A verbatim reproduction of all the entries is needed.

Exercise materials:
━━━━━━━━━━━━━━━━━━━━━━━━━━━━━━
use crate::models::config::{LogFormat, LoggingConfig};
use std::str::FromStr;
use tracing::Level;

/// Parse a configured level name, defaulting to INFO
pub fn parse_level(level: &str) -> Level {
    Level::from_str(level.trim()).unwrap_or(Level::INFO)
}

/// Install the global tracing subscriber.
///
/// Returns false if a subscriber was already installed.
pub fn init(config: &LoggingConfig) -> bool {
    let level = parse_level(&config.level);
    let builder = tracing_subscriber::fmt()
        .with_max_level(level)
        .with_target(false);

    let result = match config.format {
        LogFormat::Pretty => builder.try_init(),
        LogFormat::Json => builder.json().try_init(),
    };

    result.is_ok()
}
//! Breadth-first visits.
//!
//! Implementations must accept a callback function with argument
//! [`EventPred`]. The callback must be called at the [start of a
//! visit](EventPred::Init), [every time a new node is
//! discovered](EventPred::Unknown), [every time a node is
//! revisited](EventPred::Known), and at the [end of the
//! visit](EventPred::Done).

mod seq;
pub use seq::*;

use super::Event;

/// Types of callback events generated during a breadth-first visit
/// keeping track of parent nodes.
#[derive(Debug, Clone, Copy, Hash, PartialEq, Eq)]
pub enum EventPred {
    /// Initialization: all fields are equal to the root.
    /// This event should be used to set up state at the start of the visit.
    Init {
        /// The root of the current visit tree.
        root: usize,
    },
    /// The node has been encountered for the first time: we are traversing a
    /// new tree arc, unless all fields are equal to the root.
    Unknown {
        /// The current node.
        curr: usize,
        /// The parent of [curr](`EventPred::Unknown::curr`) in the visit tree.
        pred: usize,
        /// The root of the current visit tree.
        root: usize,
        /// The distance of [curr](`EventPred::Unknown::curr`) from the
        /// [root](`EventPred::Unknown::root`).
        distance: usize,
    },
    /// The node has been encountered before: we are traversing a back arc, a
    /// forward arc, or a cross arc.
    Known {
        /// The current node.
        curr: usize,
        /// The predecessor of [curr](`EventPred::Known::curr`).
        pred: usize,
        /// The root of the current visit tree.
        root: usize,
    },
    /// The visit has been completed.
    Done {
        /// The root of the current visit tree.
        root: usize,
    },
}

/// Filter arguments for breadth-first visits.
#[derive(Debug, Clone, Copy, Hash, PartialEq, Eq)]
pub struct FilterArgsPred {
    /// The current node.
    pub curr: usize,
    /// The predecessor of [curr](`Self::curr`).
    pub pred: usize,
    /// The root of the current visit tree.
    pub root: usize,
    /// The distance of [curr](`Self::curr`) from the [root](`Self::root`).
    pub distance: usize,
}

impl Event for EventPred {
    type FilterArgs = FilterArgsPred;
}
━━━━━━━━━━━━━━━━━━━━━━━━━━━━━━
Task answer:
use crate::models::config::{LogFormat, LoggingConfig};
use std::str::FromStr;
use tracing::Level;

/// Parse a configured level name, defaulting to INFO
pub fn parse_level(level: &str) -> Level {
    Level::from_str(level.trim()).unwrap_or(Level::INFO)
}

/// Install the global tracing subscriber.
///
/// Returns false if a subscriber was already installed.
pub fn init(config: &LoggingConfig) -> bool {
    let level = parse_level(&config.level);
    let builder = tracing_subscriber::fmt()
        .with_max_level(level)
        .with_target(false);

    let result = match config.format {
        LogFormat::Pretty => builder.try_init(),
        LogFormat::Json => builder.json().try_init(),
    };

    result.is_ok()
}
//! Breadth-first visits.
//!
//! Implementations must accept a callback function with argument
//! [`EventPred`]. The callback must be called at the [start of a
//! visit](EventPred::Init), [every time a new node is
//! discovered](EventPred::Unknown), [every time a node is
//! revisited](EventPred::Known), and at the [end of the
//! visit](EventPred::Done).

mod seq;
pub use seq::*;

use super::Event;

/// Types of callback events generated during a breadth-first visit
/// keeping track of parent nodes.
#[derive(Debug, Clone, Copy, Hash, PartialEq, Eq)]
pub enum EventPred {
    /// Initialization: all fields are equal to the root.
    /// This event should be used to set up state at the start of the visit.
    Init {
        /// The root of the current visit tree.
        root: usize,
    },
    /// The node has been encountered for the first time: we are traversing a
    /// new tree arc, unless all fields are equal to the root.
    Unknown {
        /// The current node.
        curr: usize,
        /// The parent of [curr](`EventPred::Unknown::curr`) in the visit tree.
        pred: usize,
        /// The root of the current visit tree.
        root: usize,
        /// The distance of [curr](`EventPred::Unknown::curr`) from the
        /// [root](`EventPred::Unknown::root`).
        distance: usize,
    },
    /// The node has been encountered before: we are traversing a back arc, a
    /// forward arc, or a cross arc.
    Known {
        /// The current node.
        curr: usize,
        /// The predecessor of [curr](`EventPred::Known::curr`).
        pred: usize,
        /// The root of the current visit tree.
        root: usize,
    },
    /// The visit has been completed.
    Done {
        /// The root of the current visit tree.
        root: usize,
    },
}

/// Filter arguments for breadth-first visits.
#[derive(Debug, Clone, Copy, Hash, PartialEq, Eq)]
pub struct FilterArgsPred {
    /// The current node.
    pub curr: usize,
    /// The predecessor of [curr](`Self::curr`).
    pub pred: usize,
    /// The root of the current visit tree.
    pub root: usize,
    /// The distance of [curr](`Self::curr`) from the [root](`Self::root`).
    pub distance: usize,
}

impl Event for EventPred {
    type FilterArgs = FilterArgsPred;
}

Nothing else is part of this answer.